■ **What is being asked**:
Across the entries below, how many lines contain the word "into"? Give the number alone.

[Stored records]
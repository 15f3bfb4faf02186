/*
 * @file record_array.rs
 * @author The dump_index developers
 * @copyright 2026 The dump_index developers
 *
 * Block-compressed array of fixed-width integer records.
 *
 * Records are appended, then the array is closed and becomes randomly
 * readable.  Each block of 2^k records is delta-coded field by field:
 * the first record verbatim, the rest as differences from the record
 * before.  A 4-bit header per field picks the cheapest code for the
 * block, and each block starts on a word boundary so that it can be
 * found from a small index.
 */

use crate::bitstream::{BitStream,BitReader};
use crate::error::{Error,Result};
use smallvec::{SmallVec,smallvec};
use std::mem::size_of;
use tracing::{debug,trace};

/** Largest supported block size exponent. */
pub const MAX_BLOCK_SIZE_LOG2 : u32 = 16;

/** Record widths up to this many fields decode without heap allocation. */
const INLINE_FIELDS : usize = 32;

/** Decoder scratch, one entry per field */
type FieldScratch<T> = SmallVec<[T; INLINE_FIELDS]>;

/** Header bits per field: all-positive, all-same-delta, 2-bit code selector */
const HEADER_BITS_PER_FIELD : usize = 4;

/**
 * Options to create a [`CompressedRecordArray`].
 *
 * Implements `Default`, which gives single-field records in blocks of 32.
 */
#[derive(Copy,Clone,PartialEq,Eq,Debug)]
pub struct RecordArrayOptions {
    /**
     * Number of `i32` fields per record.  Every record in the array
     * has exactly this many.
     *
     * Default: 1.
     */
    pub record_size: usize,

    /**
     * Records per block, as a power of two.  Larger blocks compress
     * better but a single read decodes up to a whole block.
     *
     * Default: 5 (32 records).
     */
    pub block_size_log2: u32,

    /**
     * Bits of compressed storage to reserve up front.
     *
     * Default: 0.
     */
    pub initial_capacity_bits: usize,
}

impl Default for RecordArrayOptions {
    fn default() -> Self {
        RecordArrayOptions {
            record_size: 1,
            block_size_log2: 5,
            initial_capacity_bits: 0,
        }
    }
}

/** Code used for the deltas of one field within one block */
#[derive(Copy,Clone,PartialEq,Eq,Debug,Default)]
#[repr(u8)]
enum Coding {
    #[default]
    Rice2 = 0,
    Rice7 = 1,
    Rice8 = 2,
    VariableByte = 3,
}

impl Coding {
    /** Pick a code from the largest delta magnitude in the block */
    fn for_max_delta(max:u32) -> Coding {
        if max < 24        { Coding::Rice2 }
        else if max < 384  { Coding::Rice7 }
        else if max < 2048 { Coding::Rice8 }
        else               { Coding::VariableByte }
    }

    fn from_bits(bits:u32) -> Coding {
        match bits & 3 {
            0 => Coding::Rice2,
            1 => Coding::Rice7,
            2 => Coding::Rice8,
            _ => Coding::VariableByte,
        }
    }

    fn write(self, stream:&mut BitStream, magnitude:u32) {
        match self {
            Coding::Rice2 => stream.write_golomb_rice(magnitude, 2),
            Coding::Rice7 => stream.write_golomb_rice(magnitude, 7),
            Coding::Rice8 => stream.write_golomb_rice(magnitude, 8),
            Coding::VariableByte => stream.write_variable_byte(magnitude),
        }
    }

    fn read(self, reader:&mut BitReader) -> u32 {
        match self {
            Coding::Rice2 => reader.read_golomb_rice(2),
            Coding::Rice7 => reader.read_golomb_rice(7),
            Coding::Rice8 => reader.read_golomb_rice(8),
            Coding::VariableByte => reader.read_variable_byte(),
        }
    }
}

/** Per-field, per-block header */
#[derive(Copy,Clone,PartialEq,Eq,Debug,Default)]
struct FieldHeader {
    /** No delta in the block (including the first value) is negative; sign bits omitted */
    all_positive: bool,
    /** Every delta after the first record is the same; only record 1 stores it */
    all_same: bool,
    coding: Coding,
}

impl FieldHeader {
    fn write(&self, stream:&mut BitStream) {
        stream.write_bits(self.all_positive as u32, 1);
        stream.write_bits(self.all_same as u32, 1);
        stream.write_bits(self.coding as u32, 2);
    }

    fn read(reader:&mut BitReader) -> FieldHeader {
        let all_positive = reader.read_bits(1) != 0;
        let all_same = reader.read_bits(1) != 0;
        let coding = Coding::from_bits(reader.read_bits(2));
        FieldHeader { all_positive, all_same, coding }
    }

    /** Write a delta: optional sign bit, then magnitude */
    fn write_delta(&self, stream:&mut BitStream, delta:i32, first:bool) {
        if !self.all_positive { stream.write_bits((delta < 0) as u32, 1); }
        let magnitude = delta.unsigned_abs();
        if first { stream.write_variable_byte(magnitude); }
        else     { self.coding.write(stream, magnitude); }
    }

    fn read_delta(&self, reader:&mut BitReader, first:bool) -> i32 {
        let negative = !self.all_positive && reader.read_bits(1) != 0;
        let magnitude = if first { reader.read_variable_byte() } else { self.coding.read(reader) };
        /* i32::MIN has magnitude 2^31, which wraps back to itself */
        let value = magnitude as i32;
        if negative { value.wrapping_neg() } else { value }
    }
}

/**
 * Append-only, block-compressed array of `i32` records.
 *
 * Lifecycle: [`add`](Self::add) records, [`close`](Self::close) once, then
 * [`get`](Self::get) any record by number.  Adding after close, or reading
 * before it, is a bug in the caller and panics.
 *
 * Deltas are computed with wrapping arithmetic, so any sequence of `i32`
 * values round-trips exactly, including swings between `i32::MIN` and
 * `i32::MAX`.
 */
#[derive(Clone,Debug)]
pub struct CompressedRecordArray {
    record_size: usize,
    block_size_log2: u32,

    /** Compressed blocks, word-aligned */
    stream: BitStream,

    /** Block number -> starting bit of its header */
    block_index: Vec<usize>,

    /** Records of the block being filled, row-major */
    pending: Vec<i32>,
    pending_records: usize,

    /** Scratch: headers of the block being flushed */
    headers: Vec<FieldHeader>,

    len: usize,
    closed: bool,
}

impl CompressedRecordArray {
    /** Create an array of `record_size`-field records in blocks of `2^block_size_log2`. */
    pub fn new(block_size_log2:u32, record_size:usize) -> Result<Self> {
        Self::with_options(&RecordArrayOptions {
            record_size,
            block_size_log2,
            ..RecordArrayOptions::default()
        })
    }

    /** Create an array from options. */
    pub fn with_options(options:&RecordArrayOptions) -> Result<Self> {
        if options.block_size_log2 > MAX_BLOCK_SIZE_LOG2 {
            return Err(Error::InvalidBlockSize { log2: options.block_size_log2, max: MAX_BLOCK_SIZE_LOG2 });
        }
        if options.record_size == 0 {
            return Err(Error::InvalidRecordSize(options.record_size));
        }
        Ok(CompressedRecordArray {
            record_size: options.record_size,
            block_size_log2: options.block_size_log2,
            stream: BitStream::with_capacity(options.initial_capacity_bits),
            block_index: Vec::new(),
            pending: Vec::new(),
            pending_records: 0,
            headers: vec![FieldHeader::default(); options.record_size],
            len: 0,
            closed: false,
        })
    }

    /** Number of records added. */
    pub fn len(&self) -> usize { self.len }

    /** True if no records have been added. */
    pub fn is_empty(&self) -> bool { self.len == 0 }

    /** Fields per record. */
    pub fn record_size(&self) -> usize { self.record_size }

    /** Records per block. */
    pub fn block_size(&self) -> usize { 1 << self.block_size_log2 }

    /** Number of blocks flushed so far.  Includes the trailing partial block after close. */
    pub fn block_count(&self) -> usize { self.block_index.len() }

    /** Has [`close`](Self::close) been called? */
    pub fn is_closed(&self) -> bool { self.closed }

    /** Approximate heap usage, in bytes, from allocated capacities. */
    pub fn memory_usage(&self) -> usize {
        self.stream.memory_usage()
            + self.block_index.capacity() * size_of::<usize>()
            + self.pending.capacity() * size_of::<i32>()
            + self.headers.capacity() * size_of::<FieldHeader>()
    }

    /**
     * Append a record.
     *
     * Panics if the array is closed or `record` is not `record_size` wide.
     */
    pub fn add(&mut self, record:&[i32]) {
        assert!(!self.closed, "add() called on a closed CompressedRecordArray");
        assert_eq!(record.len(), self.record_size,
            "record has {} fields, expected {}", record.len(), self.record_size);

        if self.pending.capacity() == 0 {
            self.pending.reserve_exact(self.block_size() * self.record_size);
        }
        self.pending.extend_from_slice(record);
        self.pending_records += 1;
        self.len += 1;
        if self.pending_records == self.block_size() {
            self.flush_block();
        }
    }

    /**
     * Finish writing.  Flushes the trailing partial block and makes the
     * array readable.  Calling it again does nothing.
     */
    pub fn close(&mut self) {
        if self.closed { return; }
        if self.pending_records > 0 {
            self.flush_block();
        }
        self.stream.rewind();

        /* The write-side buffers are dead now */
        self.pending = Vec::new();
        self.headers = Vec::new();
        self.block_index.shrink_to_fit();
        self.closed = true;

        debug!(records = self.len, blocks = self.block_index.len(),
            bytes = (self.stream.len_bits() + 7) / 8, "closed compressed record array");
    }

    /** Compress the pending records as one block */
    fn flush_block(&mut self) {
        let n = self.pending_records;
        let rs = self.record_size;
        let records = &self.pending;
        let stream = &mut self.stream;
        self.block_index.push(stream.index());

        /* Choose a header for each field */
        for (f, header) in self.headers.iter_mut().enumerate() {
            let mut last = 0i32;
            let mut all_positive = true;
            let mut all_same = true;
            let mut step = None;
            let mut max_delta = 0u32;
            for k in 0..n {
                let value = records[k*rs + f];
                let delta = value.wrapping_sub(last);
                last = value;
                if delta < 0 { all_positive = false; }
                if k == 0 { continue; }
                max_delta = max_delta.max(delta.unsigned_abs());
                match step {
                    None => step = Some(delta),
                    Some(s) => if s != delta { all_same = false; }
                }
            }
            *header = FieldHeader { all_positive, all_same, coding: Coding::for_max_delta(max_delta) };
            header.write(stream);
        }

        /* Payload, record by record */
        for k in 0..n {
            for (f, header) in self.headers.iter().enumerate() {
                let value = records[k*rs + f];
                if k == 0 {
                    header.write_delta(stream, value, true);
                } else if k == 1 || !header.all_same {
                    let delta = value.wrapping_sub(records[(k-1)*rs + f]);
                    header.write_delta(stream, delta, false);
                }
            }
        }
        stream.next_word();

        trace!(block = self.block_index.len() - 1, records = n,
            same_delta_fields = self.headers.iter().filter(|h| h.all_same).count(),
            "flushed record block");

        self.pending.clear();
        self.pending_records = 0;
    }

    /**
     * Decode record `record_number` into `out`.
     *
     * Panics if the array is not closed, the record number is out of
     * range, or `out` is not `record_size` wide.  See [`try_get`](Self::try_get)
     * for a checked version.
     */
    pub fn get(&self, record_number:usize, out:&mut [i32]) {
        if let Err(err) = self.try_get(record_number, out) {
            panic!("CompressedRecordArray::get: {}", err);
        }
    }

    /**
     * Decode record `record_number` into `out`, reporting misuse as an error.
     *
     * Decodes from the start of the record's block, so the cost is at most
     * one block's worth of records.  Does not allocate for records of up
     * to 32 fields.
     */
    pub fn try_get(&self, record_number:usize, out:&mut [i32]) -> Result<()> {
        if !self.closed { return Err(Error::NotClosed); }
        if record_number >= self.len {
            return Err(Error::RecordOutOfBounds { index: record_number, len: self.len });
        }
        if out.len() != self.record_size {
            return Err(Error::RecordWidth { expected: self.record_size, actual: out.len() });
        }

        let block = record_number >> self.block_size_log2;
        let within = record_number & (self.block_size() - 1);
        let mut reader = self.stream.reader_at(self.block_index[block]);

        let headers = self.read_headers(&mut reader);
        debug_assert_eq!(reader.index() - self.block_index[block], HEADER_BITS_PER_FIELD * self.record_size);
        let mut steps : FieldScratch<i32> = smallvec![0; self.record_size];

        for k in 0..=within {
            for f in 0..self.record_size {
                let header = &headers[f];
                if k == 0 {
                    out[f] = header.read_delta(&mut reader, true);
                } else if k >= 2 && header.all_same {
                    out[f] = out[f].wrapping_add(steps[f]);
                } else {
                    let delta = header.read_delta(&mut reader, false);
                    if k == 1 { steps[f] = delta; }
                    out[f] = out[f].wrapping_add(delta);
                }
            }
        }
        Ok(())
    }

    /** Decode the field headers at the start of a block */
    fn read_headers(&self, reader:&mut BitReader) -> FieldScratch<FieldHeader> {
        (0..self.record_size).map(|_| FieldHeader::read(reader)).collect()
    }
}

■ **Worked solution**:
2